Pelzer, South Carolina. This short video is the story of farmer Tom Trantham and how his on-farm creamery and bottling plant got built in 2002.
We originally filmed his farm back in 2010, with an emphasis on his unique grazing program, as then part of our two-year partnership with SARE.
Tom Trantham’s story is quite compelling. He had been one of the top dairy producers in his state up until the late 1980’s when he suddenly found his farm to be on the verge of bankruptcy. This was a difficult period in the U.S. for many farmers, especially dairy farmers, as the cost of farm inputs (feed and fertilizer, in particular) skyrocketed, but prices paid to farmers had fallen.

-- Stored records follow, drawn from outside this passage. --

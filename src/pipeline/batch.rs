use std::sync::atomic::{AtomicBool, Ordering};

use chrono::NaiveDateTime;

use crate::clash::{ClashTest, StatusFilter};
use crate::error::{ConfigError, SetupError};
use crate::host::{Hosts, ViewportHost};

use super::config::PipelineConfig;
use super::naming::folder_name;
use super::processor::ClashResultProcessor;
use super::record::{ResultOutcome, SkipReason, Step};

/// A result that ended in an error, with enough detail to diagnose it.
#[derive(Debug, Clone, PartialEq, Eq)]
pub struct FailureRecord {
    pub ordinal: usize,
    pub clash_id: String,
    pub display_name: String,
    pub step: Step,
    pub message: String,
}

/// A result that was skipped.
#[derive(Debug, Clone, PartialEq, Eq)]
pub struct SkipRecord {
    pub ordinal: usize,
    pub clash_id: String,
    pub reason: SkipReason,
}

/// Outcome of one batch run.
///
/// `success + skipped + error` equals the number of attempted results;
/// whatever remains of `total` was not attempted because of cancellation.
#[derive(Debug, Clone, Default, PartialEq, Eq)]
pub struct BatchSummary {
    pub success: usize,
    pub skipped: usize,
    pub error: usize,
    /// Number of results the batch was started with.
    pub total: usize,
    pub folder_name: String,
    pub cancelled: bool,
    pub failures: Vec<FailureRecord>,
    pub skips: Vec<SkipRecord>,
}

impl BatchSummary {
    #[must_use]
    pub fn attempted(&self) -> usize {
        self.success + self.skipped + self.error
    }

    #[must_use]
    pub fn unattempted(&self) -> usize {
        self.total - self.attempted()
    }
}

/// Releases the in-flight flag when dropped.
struct InFlight<'a>(&'a AtomicBool);

impl<'a> InFlight<'a> {
    fn acquire(flag: &'a AtomicBool) -> Result<Self, SetupError> {
        flag.compare_exchange(false, true, Ordering::SeqCst, Ordering::SeqCst)
            .map_err(|_| SetupError::AlreadyRunning)?;
        Ok(Self(flag))
    }
}

impl Drop for InFlight<'_> {
    fn drop(&mut self) {
        self.0.store(false, Ordering::SeqCst);
    }
}

/// Drives a clash test through the viewpoint pipeline.
///
/// Only one batch may run per runner at a time; a nested call returns
/// [`SetupError::AlreadyRunning`].
#[derive(Debug)]
pub struct BatchRunner {
    config: PipelineConfig,
    timestamp: Option<NaiveDateTime>,
    in_flight: AtomicBool,
}

impl BatchRunner {
    /// Creates a runner for a validated configuration.
    ///
    /// # Errors
    ///
    /// Returns an error if the configuration is invalid.
    pub fn new(config: PipelineConfig) -> Result<Self, ConfigError> {
        config.validate()?;
        Ok(Self {
            config,
            timestamp: None,
            in_flight: AtomicBool::new(false),
        })
    }

    /// Fixes the timestamp used in the output folder name instead of the
    /// local time at the start of each batch.
    #[must_use]
    pub fn at(mut self, timestamp: NaiveDateTime) -> Self {
        self.timestamp = Some(timestamp);
        self
    }

    #[must_use]
    pub fn config(&self) -> &PipelineConfig {
        &self.config
    }

    /// Lets the clash source pick a test from `candidates`, then runs it
    /// with the configured status filter.
    ///
    /// # Errors
    ///
    /// Returns [`SetupError::NoTest`] if no test is selected, otherwise as
    /// [`BatchRunner::run_batch`].
    pub fn run_selected(
        &self,
        hosts: Hosts<'_>,
        candidates: &[ClashTest],
    ) -> Result<BatchSummary, SetupError> {
        let test = hosts
            .source
            .select_test(candidates)
            .ok_or(SetupError::NoTest)?;
        let filter = self.config.status_filter.clone();
        self.run_batch(hosts, &test, &filter)
    }

    /// Runs every result of `test` that passes `filter`.
    ///
    /// Per-result failures are counted in the summary; only setup problems
    /// are returned as errors, before any result is touched.
    ///
    /// # Errors
    ///
    /// Returns an error if another batch is running, the host lacks a
    /// required capability, the test has no matching results, or the
    /// results or output folder cannot be obtained.
    pub fn run_batch(
        &self,
        hosts: Hosts<'_>,
        test: &ClashTest,
        filter: &StatusFilter,
    ) -> Result<BatchSummary, SetupError> {
        let _guard = InFlight::acquire(&self.in_flight)?;
        let Hosts {
            source,
            viewport,
            store,
            progress,
        } = hosts;

        let framing = self.config.resolve_for(&viewport.capabilities())?;
        let results = source.ordered_results(test, filter)?;
        if results.is_empty() {
            return Err(SetupError::NoResults {
                test: test.name.clone(),
            });
        }

        let timestamp = self
            .timestamp
            .unwrap_or_else(|| chrono::Local::now().naive_local());
        let folder = store.create_folder(&folder_name(
            &self.config.folder_prefix,
            &test.name,
            &timestamp,
        ))?;

        let total = results.len();
        tracing::info!(
            test = %test.name,
            total,
            folder = %folder.name,
            framing = framing.name(),
            "Starting clash batch"
        );

        let mut summary = BatchSummary {
            total,
            folder_name: folder.name.clone(),
            ..BatchSummary::default()
        };
        let processor = ClashResultProcessor::new(&self.config, framing, &folder);

        progress.begin(total);
        for (index, result) in results.iter().enumerate() {
            if progress.cancel_requested() {
                tracing::info!(attempted = index, total, "Clash batch cancelled");
                summary.cancelled = true;
                break;
            }
            let ordinal = index + 1;
            progress.update(ordinal, total, &result.display_name);

            match processor.process(ordinal, result, viewport, store) {
                ResultOutcome::Saved { .. } => summary.success += 1,
                ResultOutcome::Skipped(reason) => {
                    summary.skipped += 1;
                    summary.skips.push(SkipRecord {
                        ordinal,
                        clash_id: result.id.clone(),
                        reason,
                    });
                }
                ResultOutcome::Failed { step, error } => {
                    summary.error += 1;
                    summary.failures.push(FailureRecord {
                        ordinal,
                        clash_id: result.id.clone(),
                        display_name: result.display_name.clone(),
                        step,
                        message: error.to_string(),
                    });
                }
            }
        }

        cleanup(viewport);

        tracing::info!(
            success = summary.success,
            skipped = summary.skipped,
            error = summary.error,
            total,
            cancelled = summary.cancelled,
            "Finished clash batch"
        );
        progress.end(&summary);
        Ok(summary)
    }
}

/// Clears any viewport state a batch may have left behind.
fn cleanup(viewport: &mut dyn ViewportHost) {
    let caps = viewport.capabilities();
    let mut calls = Vec::new();
    if caps.sectioning {
        calls.push(viewport.disable_section());
    }
    if caps.hiding {
        calls.push(viewport.reset_all_hidden());
    }
    let items = viewport.model_items();
    calls.push(viewport.reset_color_overrides(&items));
    calls.push(viewport.clear_selection());

    for error in calls.into_iter().filter_map(Result::err) {
        tracing::warn!(%error, "Cleanup call failed");
    }
}

#[cfg(test)]
#[allow(clippy::unwrap_used)]
mod tests {
    use super::*;

    #[test]
    fn in_flight_guard_blocks_reentry() {
        let flag = AtomicBool::new(false);
        let guard = InFlight::acquire(&flag).unwrap();
        assert!(matches!(
            InFlight::acquire(&flag),
            Err(SetupError::AlreadyRunning)
        ));
        drop(guard);
        assert!(InFlight::acquire(&flag).is_ok());
    }

    #[test]
    fn summary_accounts_for_unattempted() {
        let summary = BatchSummary {
            success: 1,
            skipped: 1,
            error: 1,
            total: 5,
            cancelled: true,
            ..BatchSummary::default()
        };
        assert_eq!(summary.attempted(), 3);
        assert_eq!(summary.unattempted(), 2);
    }

    #[test]
    fn invalid_config_is_rejected() {
        let config = PipelineConfig {
            framing: Vec::new(),
            ..PipelineConfig::default()
        };
        assert!(BatchRunner::new(config).is_err());
    }
}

The 12 Aprils that Trantham mentions in the video refers to the dairy grazing methods that he pioneered, later to rename his farm to 12 Aprils Dairy in homage to his cows. For a more detailed look at his 12 Aprils grazing program and the amazing story of how it was developed, watch this related video: Trantham’s Sustainable 12 Aprils Dairy Grazing Program
As we see in the video, he fittingly calls his creamery, Happy Cow Creamery. It all fits together nicely. A dairy where 93 cows are well fed throughout the year on a variety of nutritious forage crops, and in turn, produce higher quantities of milk along with a high nutritional value and flavor.
On the Happy Cow Creamery website, it notes, Tom Trantham was named 2015 South Carolina Farmer of the Year. The site also says that his herd produces 22,000 pounds of milk per cow, annually. That works out to a little more than 2500 gallons of milk per year, per bovine.
Maybe for some, this all seems a little kumbaya, but it isn’t. Trantham offers direct proof that happy cows, ie, those that are fed and treated well more than return the favor in their milk production output.
This is a model that others so inclined can follow.